**Required work**
Your task is to transcribe the entries below exactly, from their first line down to the line containing "use tutor_core::SessionInput;", and to stop there.

Extracted data entries:
══════

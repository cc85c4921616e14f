//! Console stand-ins for the browser speech engines and camera, plus the stdin
//! reader that turns typed lines into session inputs.

use crate::commands::{self, ConsoleLine, HELP};
use anyhow::{Context, Result};
use std::sync::Arc;
use std::sync::atomic::{AtomicBool, AtomicU64, Ordering};
use std::time::Duration;
use tokio::io::{AsyncBufReadExt, BufReader};
use tokio::sync::mpsc::UnboundedSender;
use tutor_core::SessionInput;
use tutor_core::answering::{ChatEntry, ChatRole};
use tutor_core::error::MediaError;
use tutor_core::generic_types::{
    CaptureSessionId, RecognitionRequest, RecognizerEvent, RecognizerEventKind,
    SynthesizerEvent, SynthesizerEventKind, Utterance, Voice,
};
use tutor_core::language::{ALL_LOCALES, Locale};
use tutor_core::lesson::Section;
use tutor_core::media::CameraDevice;
use tutor_core::runtime::SessionObserver;
use tutor_core::session_state::Mode;
use tutor_core::speech_api::{SpeechRecognizer, SpeechSynthesizer};

/// Simulated reading speed of the console voice.
pub const WORD_DURATION: Duration = Duration::from_millis(250);

/// The capture session currently waiting for a typed "spoken" line, if any.
///
/// Shared between the [`ConsoleRecognizer`] and the stdin reader.
#[derive(Debug, Clone, Default)]
pub struct DictationSlot(Arc<AtomicU64>);

impl DictationSlot {
    pub fn active(&self) -> Option<CaptureSessionId> {
        match self.0.load(Ordering::SeqCst) {
            0 => None,
            id => Some(CaptureSessionId(id)),
        }
    }

    fn open(&self, session: CaptureSessionId) {
        self.0.store(session.0, Ordering::SeqCst);
    }

    fn close(&self) {
        self.0.store(0, Ordering::SeqCst);
    }
}

/// Recognizer that takes the next typed line as the learner's speech.
pub struct ConsoleRecognizer {
    dictation: DictationSlot,
}

impl ConsoleRecognizer {
    pub fn new(dictation: DictationSlot) -> Self {
        Self { dictation }
    }
}

impl SpeechRecognizer for ConsoleRecognizer {
    fn is_available(&self) -> bool {
        true
    }

    fn start(&mut self, request: RecognitionRequest) -> Result<(), String> {
        self.dictation.open(request.session);
        println!(
            "(listening in {}; type what you would say, or press Enter to give up)",
            request.locale_tag
        );
        Ok(())
    }

    fn stop(&mut self) {
        self.dictation.close();
    }

    fn abort(&mut self) {
        self.dictation.close();
    }
}

#[derive(Default)]
struct VoiceState {
    // 0 when nothing is playing.
    current: AtomicU64,
    paused: AtomicBool,
}

/// Synthesizer that "speaks" by pacing through the words of an utterance and
/// reporting start and end back to the session.
pub struct ConsoleSynthesizer {
    inputs: UnboundedSender<SessionInput>,
    state: Arc<VoiceState>,
    word_duration: Duration,
}

impl ConsoleSynthesizer {
    pub fn new(inputs: UnboundedSender<SessionInput>, word_duration: Duration) -> Self {
        Self {
            inputs,
            state: Arc::new(VoiceState::default()),
            word_duration,
        }
    }
}

impl SpeechSynthesizer for ConsoleSynthesizer {
    fn voices(&self) -> Vec<Voice> {
        ALL_LOCALES
            .iter()
            .map(|locale| Voice::new(&format!("console-{}", locale.code()), locale.speech_tag()))
            .collect()
    }

    fn speak(&mut self, utterance: Utterance) {
        let id = utterance.id;
        self.state.current.store(id.0, Ordering::SeqCst);
        self.state.paused.store(false, Ordering::SeqCst);
        tracing::debug!(
            "Speaking utterance {} ({}, voice {:?})",
            id,
            utterance.locale_tag,
            utterance.voice.as_ref().map(|v| v.name.as_str())
        );

        let words = utterance.text.split_whitespace().count();
        let state = self.state.clone();
        let inputs = self.inputs.clone();
        let word_duration = self.word_duration;
        tokio::spawn(async move {
            let send = |kind| {
                let event = SynthesizerEvent {
                    utterance: id,
                    kind,
                };
                inputs.send(SessionInput::Synthesizer(event)).is_ok()
            };
            if !send(SynthesizerEventKind::Start) {
                return;
            }
            let mut remaining = words;
            while remaining > 0 {
                tokio::time::sleep(word_duration).await;
                if state.current.load(Ordering::SeqCst) != id.0 {
                    return;
                }
                if !state.paused.load(Ordering::SeqCst) {
                    remaining -= 1;
                }
            }
            if state.current.load(Ordering::SeqCst) == id.0 {
                send(SynthesizerEventKind::End);
            }
        });
    }

    fn cancel(&mut self) {
        self.state.current.store(0, Ordering::SeqCst);
    }

    fn pause(&mut self) {
        self.state.paused.store(true, Ordering::SeqCst);
        println!("(paused)");
    }

    fn resume(&mut self) {
        self.state.paused.store(false, Ordering::SeqCst);
    }
}

/// Pretend camera that only reports its state.
pub struct ConsoleCamera;

impl CameraDevice for ConsoleCamera {
    fn acquire(&mut self) -> Result<(), MediaError> {
        println!("(camera on)");
        Ok(())
    }

    fn release(&mut self) {
        println!("(camera off)");
    }
}

/// Prints session changes to stdout.
pub struct ConsoleObserver {
    titles: Vec<String>,
}

impl ConsoleObserver {
    pub fn new(sections: &[Section]) -> Self {
        Self {
            titles: sections.iter().map(|s| s.title.clone()).collect(),
        }
    }
}

impl SessionObserver for ConsoleObserver {
    fn language_changed(&mut self, locale: Locale) {
        tracing::info!("Active language is now {}", locale.display_name());
    }

    fn chat_appended(&mut self, entry: &ChatEntry) {
        match entry.role {
            ChatRole::Assistant => println!("\ntutor> {}\n", entry.content),
            ChatRole::User => tracing::debug!("Learner message recorded"),
        }
    }

    fn chat_cleared(&mut self) {
        println!("(conversation cleared)");
    }

    fn notice_changed(&mut self, notice: Option<&str>) {
        if let Some(text) = notice {
            println!("[{text}]");
        }
    }

    fn mode_changed(&mut self, mode: Mode) {
        match mode {
            Mode::Thinking { .. } => println!("(thinking...)"),
            other => tracing::debug!("Mode: {:?}", other),
        }
    }

    fn section_changed(&mut self, index: usize, section_id: &str) {
        let title = self.titles.get(index).map(String::as_str).unwrap_or(section_id);
        println!("\n== Section {}/{}: {} ==", index + 1, self.titles.len(), title);
    }
}

/// Maps a classified console line onto a session input. Text typed while a
/// capture session is open is delivered as that session's final transcript.
pub fn line_to_input(line: ConsoleLine, dictation: &DictationSlot) -> Option<SessionInput> {
    match line {
        ConsoleLine::Command(input) => Some(input),
        ConsoleLine::Help => {
            println!("{HELP}");
            None
        }
        ConsoleLine::Text(text) => Some(match dictation.active() {
            Some(session) => SessionInput::Recognizer(RecognizerEvent {
                session,
                kind: RecognizerEventKind::Transcript {
                    text,
                    is_final: true,
                },
            }),
            None => SessionInput::Ask(text),
        }),
        ConsoleLine::Blank => dictation.active().map(|session| {
            SessionInput::Recognizer(RecognizerEvent {
                session,
                kind: RecognizerEventKind::End,
            })
        }),
    }
}

/// Reads stdin until `/quit` or end of input, forwarding each line to the session.
pub async fn read_console_input(
    inputs: UnboundedSender<SessionInput>,
    dictation: DictationSlot,
) -> Result<()> {
    let mut lines = BufReader::new(tokio::io::stdin()).lines();
    while let Some(line) = lines
        .next_line()
        .await
        .context("Failed to read from stdin")?
    {
        let line = match commands::parse_line(&line) {
            Ok(line) => line,
            Err(e) => {
                println!("{e}");
                continue;
            }
        };
        let Some(input) = line_to_input(line, &dictation) else {
            continue;
        };
        let quit = input == SessionInput::Shutdown;
        if inputs.send(input).is_err() || quit {
            return Ok(());
        }
    }

    tracing::info!("End of input");
    inputs.send(SessionInput::Shutdown).ok();
    Ok(())
}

══════

**Reply to the exercise**
repository cc85c4921616e14f
//! Console stand-ins for the browser speech engines and camera, plus the stdin
//! reader that turns typed lines into session inputs.

use crate::commands::{self, ConsoleLine, HELP};
use anyhow::{Context, Result};
use std::sync::Arc;
use std::sync::atomic::{AtomicBool, AtomicU64, Ordering};
use std::time::Duration;
use tokio::io::{AsyncBufReadExt, BufReader};
use tokio::sync::mpsc::UnboundedSender;
use tutor_core::SessionInput;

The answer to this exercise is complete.